Salvatore had promised to leave grass on the wicket, but had not specified whether it would be dead or alive. Seeing the golden carpet, Glenn Maxwell tweeted before a ball was bowled that Australia might not lose a wicket all day. Pride cometh before a fall (of wickets), and Warner very nearly skewed his second ball to gully. It might have been a road, but it soon turned out to be an uneven one. In a determined mood, Warner defended stoutly and took his off-side runs when they were on offer. His partner Cameron Bancroft struggled to adapt to the slow, spongy bounce and batted long enough to create a lasting impression, not entirely favourable. Before lunch, the pair put on a hundred, but four runs of every five were Warner’s, a fair measure of the difference between the wheat and the chaff.

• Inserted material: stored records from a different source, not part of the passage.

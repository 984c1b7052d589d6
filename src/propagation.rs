//! W3C Trace Context propagation across workflow task boundaries.
//!
//! Trace context flows from the client that schedules a workflow or activity
//! to the worker that executes it, carried in the task's string headers using
//! the W3C Trace Context format:
//! `traceparent: 00-{trace_id}-{span_id}-{flags}`

use opentelemetry::Context;
use opentelemetry::propagation::{Extractor, Injector, TextMapPropagator};
use opentelemetry_sdk::propagation::TraceContextPropagator;
use std::collections::HashMap;
use tracing_opentelemetry::OpenTelemetrySpanExt;

/// Header key carrying the W3C trace parent.
pub const TRACEPARENT_HEADER: &str = "traceparent";

/// Wrapper to implement `Injector` for HashMap<String, String>
struct HashMapInjector<'a>(&'a mut HashMap<String, String>);

impl Injector for HashMapInjector<'_> {
    fn set(&mut self, key: &str, value: String) {
        self.0.insert(key.to_string(), value);
    }
}

/// Wrapper to implement `Extractor` for HashMap<String, String>
struct HashMapExtractor<'a>(&'a HashMap<String, String>);

impl Extractor for HashMapExtractor<'_> {
    fn get(&self, key: &str) -> Option<&str> {
        self.0.get(key).map(|s| s.as_str())
    }

    fn keys(&self) -> Vec<&str> {
        self.0.keys().map(|k| k.as_str()).collect()
    }
}

/// Inject the current span's trace context into a task headers map.
///
/// Called on the client path when a workflow or activity is scheduled, so the
/// executing worker can continue the caller's trace. Writes nothing when no
/// valid span context is active.
pub fn inject_trace_context(headers: &mut HashMap<String, String>) {
    let propagator = TraceContextPropagator::new();
    let cx = tracing::Span::current().context();

    let mut injector = HashMapInjector(headers);
    propagator.inject_context(&cx, &mut injector);
}

/// Extract trace context from a task headers map.
///
/// Called at execution time to restore the scheduling caller's trace context.
/// The returned `Context` can be used to set the parent of a new span; it is
/// empty (but valid) when the headers carry no context.
pub fn extract_trace_context(headers: &HashMap<String, String>) -> Context {
    let propagator = TraceContextPropagator::new();
    let extractor = HashMapExtractor(headers);
    propagator.extract(&extractor)
}

/// Check if headers contain trace context.
pub fn has_trace_context(headers: &HashMap<String, String>) -> bool {
    headers.contains_key(TRACEPARENT_HEADER)
}

#[cfg(test)]
#[allow(clippy::unwrap_used)]
mod tests {
    use super::*;

    #[test]
    fn test_inject_extract_roundtrip() {
        // Without an active span, inject writes nothing and extract still
        // returns a valid (empty) context.
        let mut headers = HashMap::new();
        inject_trace_context(&mut headers);
        let _cx = extract_trace_context(&headers);
    }

    #[test]
    fn test_has_trace_context() {
        let mut headers = HashMap::new();
        assert!(!has_trace_context(&headers));

        headers.insert(
            TRACEPARENT_HEADER.to_string(),
            "00-0af7651916cd43dd8448eb211c80319c-b7ad6b7169203331-01".to_string(),
        );
        assert!(has_trace_context(&headers));
    }

    #[test]
    fn test_extract_remote_parent() {
        use opentelemetry::trace::TraceContextExt;

        let mut headers = HashMap::new();
        headers.insert(
            TRACEPARENT_HEADER.to_string(),
            "00-0af7651916cd43dd8448eb211c80319c-b7ad6b7169203331-01".to_string(),
        );

        let cx = extract_trace_context(&headers);
        let span_context = cx.span().span_context().clone();
        assert!(span_context.is_valid());
        assert!(span_context.is_remote());
        assert_eq!(
            span_context.trace_id().to_string(),
            "0af7651916cd43dd8448eb211c80319c"
        );
    }

    #[test]
    fn test_extractor_keys() {
        let mut headers = HashMap::new();
        headers.insert("key1".to_string(), "value1".to_string());
        headers.insert("key2".to_string(), "value2".to_string());

        let extractor = HashMapExtractor(&headers);
        let keys = extractor.keys();
        assert_eq!(keys.len(), 2);
        assert!(keys.contains(&"key1"));
        assert!(keys.contains(&"key2"));
    }
}
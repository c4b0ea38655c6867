//! # hostlens Core
//!
//! Core library for hostlens - portable file searches on remote hosts.
//!
//! A search is a list of [`Condition`]s. The [`Searcher`] compiles it
//! into a native command for the host's [`Flavor`], runs it over a
//! [`Session`], relays the output back through a compressed temp file and
//! parses every record into a [`ResourceHandle`]. Results are cached per
//! compiled command for the lifetime of the searcher.

// Core modules
pub mod channel;
pub mod config;
pub mod driver;
pub mod error;
pub mod io;
pub mod relay;
pub mod search;
pub mod session;

// Re-export commonly used types
pub use channel::ExecutionChannel;
pub use config::{Settings, SettingsLoader};
pub use driver::{CompiledQuery, Flavor, FlavorDriver};
pub use error::{Error, Result};
pub use io::{FileType, Metadata, Mount, ResourceHandle};
pub use search::{condition, Comparison, Condition, Field, Searcher, SearcherBuilder};
pub use session::{AccessMode, LocalSession, Session, TimeoutTier, TimeoutTiers};

/// Current version of the hostlens-core library
pub const VERSION: &str = env!("CARGO_PKG_VERSION");

/// Initialize tracing for the library
pub fn init_tracing() {
    tracing_subscriber::fmt()
        .with_env_filter(tracing_subscriber::EnvFilter::from_default_env())
        .init();
}

/// Initialize tracing with a specific debug mode
pub fn init_tracing_with_debug(debug: bool) {
    let filter = if debug { "debug" } else { "info" };

    tracing_subscriber::fmt()
        .with_env_filter(tracing_subscriber::EnvFilter::new(filter))
        .init();
}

When Bancroft’s place was taken by Usman Khawaja???, two games continued to be played: that of Warner, and that of the other guy. After lunch, Warner began spinning his bat in his hands as he watched his shots go to fielders, practising, grooving, but growing increasingly agitated. His weakness is the ball rising into his liver, and England had not bowled there enough. After lunch they made adaptations of their own, and Warner’s temporary nemesis was England’s debutant Tom Curran, a name to conjure with, for surfing fans at least. Curran cramped Warner between pull and jab, and between 99 and 100. With a rising delivery Curran suckered Warner into his get-out bunt to mid-on. Alas, Curran’s first Test wicket was a yeah-nah moment. Warner walked off, but a no-ball call produced a radical cutback. Cricket is a game of millimetres, no matter which end of the pitch. Warner came back, took a single, and celebrated with a big yeah to England’s collective nah. Within minutes we had seen all of the five stages of grieving: denial and anger (from Warner), bargaining (the third umpire), depression (England) and finally acceptance (the scoreboard).
Warner was soon gone for a timely 103, followed by Khawaja for a time-consuming 17. Their wickets fell to James Anderson and Stuart Broad. This was Broad’s first dismissal in 414 effortful deliveries from one end of Australia to the other. He had been greeted with the usual booing, though a press box wag remarked that those were just the England fans. Since Perth, both Broad and Anderson have begun bowling like the old dog on a walk who begins to pull on the leash when he knows he has turned for home. Their version of pulling on the leash is to bowl the length of the canny old pro, too short to be threatening but not short enough to cop a pasting. It has been conservative, time-serving bowling and has severely limited their captain’s options, throwing him back upon the ineffective Moeen Ali and the willing but workmanlike Curran and Chris Woakes.
England’s attack improved as they worked this wicket out, but their approach was professional rather than penetrative, and they were eventually blunted by the eternal Smith. Batting with a sore hand kept things interesting for the Australian captain, and as the afternoon wore on he was building another significant innings, as different in texture from Perth as Perth was from Brisbane. His ability to adjust between yeah and nah, between attack and caution, has become as remarkable as all his other abilities.
This story Administrator ready to work first appeared on Nanjing Night Net.